If you, the writer, can convey that the reason this poem was written is because this guy who’s writing it is drowning, and wants the world to know he’s drowning—and so you’re looking in, and of course you’ve had the same experience this guy has had—you may not have the skill to articulate it the way he’s doing it on his page, but you can indentify with this poet—if the poet bares his self to the reader, it seems to me that’s the only way to go, it’s the only honest way to do it.

You bare yourself, and you say, I don’t worry about being ashamed of myself, I’m laying it all out because I know you, as the reader, have gone through the same thing I have, and maybe I, though my skill that I picked up over a while, after the years, or it’s natural talent, or whatever it is, I can say it differently than you could.

It’s like a guy writes a love note—a teenager doesn’t have the emotional strength, the maturity, to go up to a young 14 year old girl and say I love you, he can’t do that, so he writes a note, and by writing a note, he hands it to the little girl, and that’s the best he can do, and so, in a way, the poet does something on that level: he’s writing these notes for these readers who don’t have the emotional strength to deal with their own problems, so that’s the whole business of love notes, you don’t do it, you just can’t do it, and if somebody can do it for you, instead of writing a love note, you send a poem, or you send a card that somebody else wrote, because you don’t have the strength to write it.


TM: I see you in all your poems, but you’re not saying I did this, and this happened to me.


SP: However you work that, but the question of a good poet would be the honesty. You have to be willing to, the poet, him or herself, has to be willing to be honest in laying down those words. You say, this is what I’m going through, and if you can use these words to help yourself, they’re yours. That type of thing. If you’re not honest, and you’re just writing for the skill of it, it won’t hold up.


TM: There is gonna be some honesty that’s awkward.


SP: When I say honest, I don’t mean you have to talk about going to the bathroom, and this and that, or your problems, but honest in the sense that you’re not just throwing out the words and being slick about how you’re presenting your ideas, that’s all. You can sense that in the good poets, that these guys are not doing a little dance around the page, they’re laying it out as they see it and they’re moved, and the reader has to feel that if the writer isn’t moved, isn’t excited about this, why should I be?


TM: But if a poet is technically good, you can’t take it away from him that he’s technically good and honest, like Auden.


SP: Okay, well if you’re technically good, then you should be able to fake the honesty.


TM: But he doesn’t have to fake it.


SP: Okay, but the reader has to feel that this guy isn’t faking it. Like an actor.


TM: If we had to classify your work as a sort of verse, we’d have to say free-verse, but we know there’s nothing free about it. If we took a very common free-verse narrative poem, took away the line breaks, and set it up like a paragraph, we’d end up with a paragraph in prose. But if we did that with one of your poems, that wouldn’t happen.

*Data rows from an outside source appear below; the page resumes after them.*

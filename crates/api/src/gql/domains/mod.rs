// Each domain contains: mod.rs, resolvers.rs, types.rs

pub mod auth;
pub mod catalog;
pub mod fixtures;
pub mod matches;
pub mod standings;
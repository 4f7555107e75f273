use chrono::{DateTime, NaiveDate, NaiveTime, Utc};
use serde::{Deserialize, Serialize};
use sqlx::FromRow;
use uuid::Uuid;

#[derive(Debug, Clone, FromRow, Serialize, Deserialize)]
pub struct DivisionRow {
    pub code: String,
    pub name: String,
    pub color: Option<String>,
    pub sort_order: i32,
    pub created_at: DateTime<Utc>,
}

#[derive(Debug, Clone, FromRow, Serialize, Deserialize)]
pub struct EventRow {
    pub id: String,
    pub name: String,
    pub category: String, // 'sports' | 'cultural'
    pub icon: Option<String>,
    pub status: String, // 'upcoming' | 'ongoing' | 'completed'
    pub created_at: DateTime<Utc>,
}

impl EventRow {
    pub fn is_completed(&self) -> bool {
        self.status == "completed"
    }
}

#[derive(Debug, Clone, FromRow, Serialize, Deserialize)]
pub struct FixtureRow {
    pub id: Uuid,
    pub event_id: String,
    pub division_a: String,
    pub division_b: String,
    pub scheduled_date: Option<NaiveDate>,
    pub scheduled_time: Option<NaiveTime>,
    pub venue: Option<String>,
    pub phase: Option<String>,
    pub status: String, // 'scheduled' | 'completed'
    pub notes: Option<String>,
    pub created_at: DateTime<Utc>,
    pub updated_at: DateTime<Utc>,
}

#[derive(Debug, Clone, FromRow, Serialize, Deserialize)]
pub struct MatchRow {
    pub id: Uuid,
    pub event_id: String,
    pub fixture_id: Option<Uuid>,
    pub division_a: String,
    pub division_b: String,
    pub winner: Option<String>,
    pub result: Option<String>, // from division_a's side: 'win' | 'draw' | 'loss'
    pub match_points_a: f64,
    pub match_points_b: f64,
    pub game_points_a: f64,
    pub game_points_b: f64,
    pub phase: Option<String>,
    pub match_date: Option<NaiveDate>,
    pub match_time: Option<NaiveTime>,
    pub match_data: Option<serde_json::Value>, // JSONB field
    pub recorded_by: Option<String>,
    pub created_at: DateTime<Utc>,
}

#[derive(Debug, Clone, FromRow, Serialize, Deserialize)]
pub struct TieGameRow {
    pub id: Uuid,
    pub match_id: Uuid,
    pub tie_id: String,
    pub match_number: i32,
    pub match_type: String,
    pub team_a_players: String,
    pub team_b_players: String,
    pub winner: String, // 'team_a' | 'team_b'
    pub score: Option<String>,
    pub created_at: DateTime<Utc>,
}

#[derive(Debug, Clone, FromRow, Serialize, Deserialize)]
pub struct StandingRow {
    pub id: Uuid,
    pub event_id: String,
    pub division: String,
    pub played: i32,
    pub won: i32,
    pub lost: i32,
    pub drawn: i32,
    pub match_points: f64,
    pub game_points: f64,
    pub position: Option<i32>,
    pub updated_at: DateTime<Utc>,
}

#[derive(Debug, Clone, FromRow, Serialize, Deserialize)]
pub struct ScorerSessionRow {
    pub id: Uuid,
    pub email: String,
    pub created_at: DateTime<Utc>,
    pub expires_at: DateTime<Utc>,
    pub revoked_at: Option<DateTime<Utc>>,
}
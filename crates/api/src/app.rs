use std::sync::Arc;
use std::time::Duration;

use axum::{
    extract::{Request, State},
    http::{
        header::{HeaderValue, AUTHORIZATION, CONTENT_TYPE},
        Method, StatusCode,
    },
    middleware,
    response::{IntoResponse, Response},
    routing::{get, post},
    Json, Router,
};
use tower_governor::governor::GovernorConfigBuilder;
use tower_governor::GovernorLayer;
use tower_http::{cors::CorsLayer, timeout::TimeoutLayer, trace::TraceLayer};

use crate::auth::Claims;
use crate::error::AppError;
use crate::gql::AppSchema;
use crate::middleware::jwt::jwt_middleware;
use crate::routes::auth;
use crate::state::AppState;

/// Build the Axum router with the health probe, scorer auth and GraphQL.
pub fn build_router(state: AppState, schema: AppSchema) -> anyhow::Result<Router> {
    // Rate limiting: 10 requests per minute per IP on login
    let governor_conf = GovernorConfigBuilder::default()
        .per_second(6) // 1 token every 6 seconds = ~10/min
        .burst_size(10)
        .finish()
        .ok_or_else(|| anyhow::anyhow!("invalid rate limiter configuration"))?;

    let rate_limited_routes = Router::new()
        .route("/auth/login", post(auth::login))
        .layer(GovernorLayer::new(Arc::new(governor_conf)));

    let router = Router::new()
        // Simple liveness check; also proves DB connectivity.
        .route("/health", get(health))
        .route("/auth/logout", post(auth::logout))
        .merge(rate_limited_routes)
        // GraphQL endpoint with custom handler that includes JWT claims in context
        .route(
            "/graphql",
            post(move |state, req| graphql_handler(state, req, schema)),
        )
        .with_state(state.clone())
        .layer(middleware::from_fn_with_state(state, jwt_middleware))
        .layer(TraceLayer::new_for_http())
        .layer(TimeoutLayer::with_status_code(
            StatusCode::REQUEST_TIMEOUT,
            Duration::from_secs(30),
        ))
        .layer(cors_layer());

    Ok(router)
}

fn cors_layer() -> CorsLayer {
    let allowed_origins = std::env::var("ALLOWED_ORIGINS")
        .unwrap_or_else(|_| "http://localhost:3000,http://localhost:5173".to_string());

    let origins: Vec<HeaderValue> = allowed_origins
        .split(',')
        .filter_map(|o| o.trim().parse().ok())
        .collect();

    CorsLayer::new()
        .allow_origin(origins)
        .allow_methods([Method::GET, Method::POST, Method::OPTIONS])
        .allow_headers([CONTENT_TYPE, AUTHORIZATION])
        .allow_credentials(true)
}

/// Runs a GraphQL request with the app state and, for scorers, their JWT claims
/// in the resolver context.
async fn graphql_handler(
    State(state): State<AppState>,
    req: Request,
    schema: AppSchema,
) -> Result<Response, AppError> {
    // Set by the JWT middleware
    let claims = req.extensions().get::<Claims>().cloned();

    let (_parts, body) = req.into_parts();
    let body_bytes = axum::body::to_bytes(body, 2 * 1024 * 1024)
        .await
        .map_err(|e| AppError::Internal(format!("Failed to read request body: {}", e)))?;

    let gql_request: async_graphql::Request = serde_json::from_slice(&body_bytes)
        .map_err(|e| AppError::BadRequest(format!("Invalid GraphQL request: {}", e)))?;

    let mut gql_request = gql_request.data(state);
    if let Some(claims) = claims {
        gql_request = gql_request.data(claims);
    }

    let gql_response = schema.execute(gql_request).await;

    Ok(Json(gql_response).into_response())
}

/// Liveness + quick DB probe.
async fn health(State(state): State<AppState>) -> Result<&'static str, AppError> {
    let _one: i32 = sqlx::query_scalar("SELECT 1").fetch_one(&state.db).await?;
    Ok("ok")
}
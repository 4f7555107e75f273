use async_graphql::{Context, Error, Result};
use uuid::Uuid;

use infra::models::ScorerSessionRow;
use infra::repos::scorer_sessions;

use crate::auth::Claims;
use crate::gql::error::{GqlError, ResultExt};
use crate::state::AppState;

/// The active scorer session behind the request, or `None` for anonymous viewers.
pub async fn current_session(ctx: &Context<'_>) -> Result<Option<ScorerSessionRow>> {
    let Ok(claims) = ctx.data::<Claims>() else {
        return Ok(None);
    };

    let session_id = Uuid::parse_str(&claims.sid).gql_err("Invalid session")?;
    let state = ctx.data::<AppState>()?;

    let session = scorer_sessions::get_active(&state.db, session_id)
        .await
        .map_err(GqlError::from)?;

    Ok(session)
}

/// Reject the request unless a scorer is signed in with a live session.
pub async fn require_scorer(ctx: &Context<'_>) -> Result<ScorerSessionRow> {
    if ctx.data::<Claims>().is_err() {
        return Err(Error::new("You must be logged in as a scorer to perform this action"));
    }

    current_session(ctx)
        .await?
        .ok_or_else(|| Error::new("Your scorer session has expired or was signed out"))
}
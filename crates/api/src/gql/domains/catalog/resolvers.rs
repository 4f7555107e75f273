use async_graphql::{Context, Object, Result, ID};

use infra::repos::{divisions, events};

use crate::auth::require_scorer;
use crate::gql::error::GqlError;
use crate::state::AppState;

use super::types::{Division, Event, EventCategory, EventStatus};

#[derive(Default)]
pub struct CatalogQuery;

#[Object]
impl CatalogQuery {
    /// Competing divisions in display order
    async fn divisions(&self, ctx: &Context<'_>) -> Result<Vec<Division>> {
        let state = ctx.data::<AppState>()?;
        let rows = divisions::list(&state.db).await.map_err(GqlError::from)?;
        Ok(rows.into_iter().map(Division::from).collect())
    }

    async fn events(&self, ctx: &Context<'_>, category: Option<EventCategory>) -> Result<Vec<Event>> {
        let state = ctx.data::<AppState>()?;
        let category = category.map(|c| crate::standings::EventCategory::from(c).as_str());
        let rows = events::list(&state.db, category).await.map_err(GqlError::from)?;
        Ok(rows.into_iter().map(Event::from).collect())
    }

    async fn event(&self, ctx: &Context<'_>, id: ID) -> Result<Option<Event>> {
        let state = ctx.data::<AppState>()?;
        let row = events::get_by_id(&state.db, id.as_str()).await.map_err(GqlError::from)?;
        Ok(row.map(Event::from))
    }
}

#[derive(Default)]
pub struct CatalogMutation;

#[Object]
impl CatalogMutation {
    /// Change an event's status. Only completed events award medals.
    async fn set_event_status(&self, ctx: &Context<'_>, event_id: ID, status: EventStatus) -> Result<Event> {
        let session = require_scorer(ctx).await?;
        let state = ctx.data::<AppState>()?;

        let row = events::update_status(&state.db, event_id.as_str(), status.as_str())
            .await
            .map_err(GqlError::from)?
            .ok_or_else(|| GqlError::new(format!("unknown event: {}", event_id.as_str())))?;

        tracing::info!("{} marked {} as {}", session.email, row.id, row.status);
        Ok(row.into())
    }
}
use axum::{
    extract::{Request, State},
    response::IntoResponse,
    Json,
};
use chrono::{DateTime, Utc};
use serde::{Deserialize, Serialize};

use crate::auth::{end_session, start_session, Claims};
use crate::error::AppError;
use crate::state::AppState;

#[derive(Deserialize)]
pub struct LoginRequest {
    pub email: String,
    pub password: String,
}

#[derive(Serialize)]
#[serde(rename_all = "camelCase")]
pub struct LoginResponse {
    pub token: String,
    pub expires_at: DateTime<Utc>,
}

#[derive(Serialize)]
pub struct LogoutResponse {
    pub revoked: bool,
}

/// POST /auth/login
pub async fn login(
    State(state): State<AppState>,
    Json(body): Json<LoginRequest>,
) -> Result<impl IntoResponse, AppError> {
    let issued = start_session(&state, &body.email, &body.password).await?;

    Ok(Json(LoginResponse {
        token: issued.token,
        expires_at: issued.expires_at,
    }))
}

/// POST /auth/logout with the session's bearer token.
pub async fn logout(State(state): State<AppState>, req: Request) -> Result<impl IntoResponse, AppError> {
    let claims = req
        .extensions()
        .get::<Claims>()
        .cloned()
        .ok_or_else(|| AppError::Unauthorized("Bearer token required".to_string()))?;

    let revoked = end_session(&state, &claims).await?;

    Ok(Json(LogoutResponse { revoked }))
}
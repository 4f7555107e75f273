use anyhow::{Context, Result};
use std::env;

#[derive(Clone, Debug)]
pub struct AuthConfig {
    pub jwt_secret: String,
    pub session_expiration_minutes: u64,
    /// `email=bcrypt_hash` pairs separated by `;`.
    pub scorer_credentials: String,
}

impl AuthConfig {
    pub fn from_env() -> Result<Self> {
        Ok(Self {
            jwt_secret: env::var("JWT_SECRET").context("JWT_SECRET must be set")?,
            session_expiration_minutes: match env::var("SESSION_EXPIRATION_MINUTES") {
                Ok(raw) => raw
                    .trim()
                    .parse()
                    .with_context(|| format!("SESSION_EXPIRATION_MINUTES must be a whole number, got '{raw}'"))?,
                Err(_) => 720,
            },
            scorer_credentials: env::var("SCORER_CREDENTIALS").unwrap_or_default(),
        })
    }
}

SP: Right, okay, well that’s a good test to see if the poem is not just a recitation, and I did that one time with an awful poem that I saw in a magazine. I typed it up in a paragraph form, and I mailed it to the editor. It was awful. It was lousy prose. I’m just saying, you can’t, they try to get away with a lot of white margin on the sides and think it’s a poem, and the people who read it think it’s a poem ‘cause there’s two wide margins on the sides.


TM: You can read the people who are famous for doing that and you’re gonna eventually say, okay, I could do that.


SP: Okay, but it’s more that that. You have to say more that what you say. If you say, like I think I’ve used this example before: if you’re in a funeral parlor in the middle of August, and you say to the guy next to you, it’s cold outside, you’re not giving him a weather report, you’re saying more that what you just said, you’re saying we’re all gonna go someday, death is near; and so, poetry has to do that, has to say more that what it says.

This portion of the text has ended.